İLERİ SÜRÜLEN İSTİNAF SEBEPLERİ : Davacı vekili, mahkemece denetime elverişliliği bulunmayan bilirkişi raporu göz önünde bulundurularak karar verildiğini, yerel mahkemenin bilirkişi raporunu gerekçeli karara aynen geçirerek raporu karar haline getirdiğini, bilirkişi heyetinin hakim yerine hareket ederek karar verdiğini, bunun sonucu olarak hukuki dinlenilme haklarının ve kararların gerekçeli yazılması gereğinin ihlal edildiğini, kararın Anayasanın 141. maddesi anlamında bir gerekçe taşımadığını, davalının markasının tanınırlığından faydalanma amacı olduğundan bahsedebilmek için davalının markasının tanınmış marka olduğunun ispatlanmış olması gerektiğini, müvekkil şirket markasının uzun yıllardan beri kullanıldığını ve satıldığı mağazanın Türkiye çapındaki tanınırlığı düşünüldüğünde tanınmış marka statüsüne kavuştuğunun ortada olduğunu, ayırt ediciliği düşük ve kullanılma amacı geldiği asıl kelimenin anlamını güçlendirmek olan “…” kelimesinin temel unsur olarak alınmasının hukuka aykırı olduğunu ileri sürerek, ilk derece mahkemesi kararının kaldırılmasını istemiştir.
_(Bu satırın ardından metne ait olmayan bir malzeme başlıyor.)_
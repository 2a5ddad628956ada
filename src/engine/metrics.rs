//! Engine throughput and latency counters.

use serde::Serialize;
use std::sync::atomic::{AtomicU64, Ordering};

/// Internal atomic counters. Cheap to update from the order hot path.
#[derive(Debug, Default)]
pub(super) struct EngineMetrics {
    orders_processed: AtomicU64,
    trades_executed: AtomicU64,
    latency_total_nanos: AtomicU64,
    latency_samples: AtomicU64,
}

impl EngineMetrics {
    pub(super) fn record_order(&self, latency_nanos: u64, trade_count: u64) {
        self.orders_processed.fetch_add(1, Ordering::Relaxed);
        self.trades_executed.fetch_add(trade_count, Ordering::Relaxed);
        self.latency_total_nanos
            .fetch_add(latency_nanos, Ordering::Relaxed);
        self.latency_samples.fetch_add(1, Ordering::Relaxed);
    }

    pub(super) fn snapshot(&self, active_orders: u64) -> MetricsSnapshot {
        let samples = self.latency_samples.load(Ordering::Relaxed);
        let total = self.latency_total_nanos.load(Ordering::Relaxed);
        MetricsSnapshot {
            orders_processed: self.orders_processed.load(Ordering::Relaxed),
            trades_executed: self.trades_executed.load(Ordering::Relaxed),
            avg_processing_latency_nanos: if samples == 0 { 0 } else { total / samples },
            active_orders,
        }
    }
}

/// Point-in-time engine metrics.
#[derive(Debug, Clone, Copy, PartialEq, Eq, Serialize)]
pub struct MetricsSnapshot {
    /// Orders accepted for processing since start. Monotonic.
    pub orders_processed: u64,
    /// Trades executed since start. Monotonic.
    pub trades_executed: u64,
    /// Rolling average order-processing latency in nanoseconds.
    pub avg_processing_latency_nanos: u64,
    /// Orders currently resting across all books.
    pub active_orders: u64,
}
GEREKÇE : Dava, YİDK kararının iptali
istemine ilişkindir.
İnceleme, 6100 sayılı HMK’nın 355. madde hükmü uyarınca istinaf dilekçesinde belirtilen sebeplerle sınırlı olarak ve kamu düzenine aykırı hususların olup olmadığı gözetilerek yapılmıştır.
Dosya kapsamı, mevcut delil durumu ve ileri sürülen istinaf sebepleri dikkate alındığında mahkemenin vakıa ve hukuki değerlendirmesinde usul ve esas yönünden yasaya aykırılık bulunmadığı, “…” ibareli başvuru ile redde mesnet “…” asıl unsurlu markalar arasında 6769 sayılı SMK’nın 6/1 maddesi anlamında ortalama alıcılar nezdinde görsel, işitsel ve anlamsal olarak bıraktıkları genel izlenim itibariyle ilişkilendirilme ihtimalini de içerecek şekilde iltibas tehlikesinin bulunduğu, zira redde mesnet markaların asli unsurunu oluşturan “…” ibaresinin dava konusu başvuruda da aynen asli unsur olarak kullanıldığı ve bu ibarenin, dava konusu başvuru kapsamında yer alan 30. sınıf mallar yönünden ayırt edici olduğu, bu haliyle başvuruya yeterli ayırt ediciliğin sağlanmadığı, davanın marka başvurusunun reddine ilişkin YİDK kararının iptali istemine ilişkin olduğundan, davacı markasının kullanılmasının ya da tanınmış olmasının işbu uyuşmazlığa etkisinin olmadığı, Yargıtay Hukuk Genel Kurulu’nun 08.06.2016 gün ve 2014/11 E., 2016/778 K. sayılı kararında da belirtildiği gibi iltibas değerlendirmesi, hakimlik mesleğinin gerektirdiği genel hukuki bilgi ile çözümleneceğinden, davacı vekilinin bilirkişi raporuna ilişkin istinaf itirazının da yerinde olmadığı anlaşılmakla, davacı vekilinin istinaf başvurusunun esas yönünden reddine dair hüküm kurmak gerekmiştir.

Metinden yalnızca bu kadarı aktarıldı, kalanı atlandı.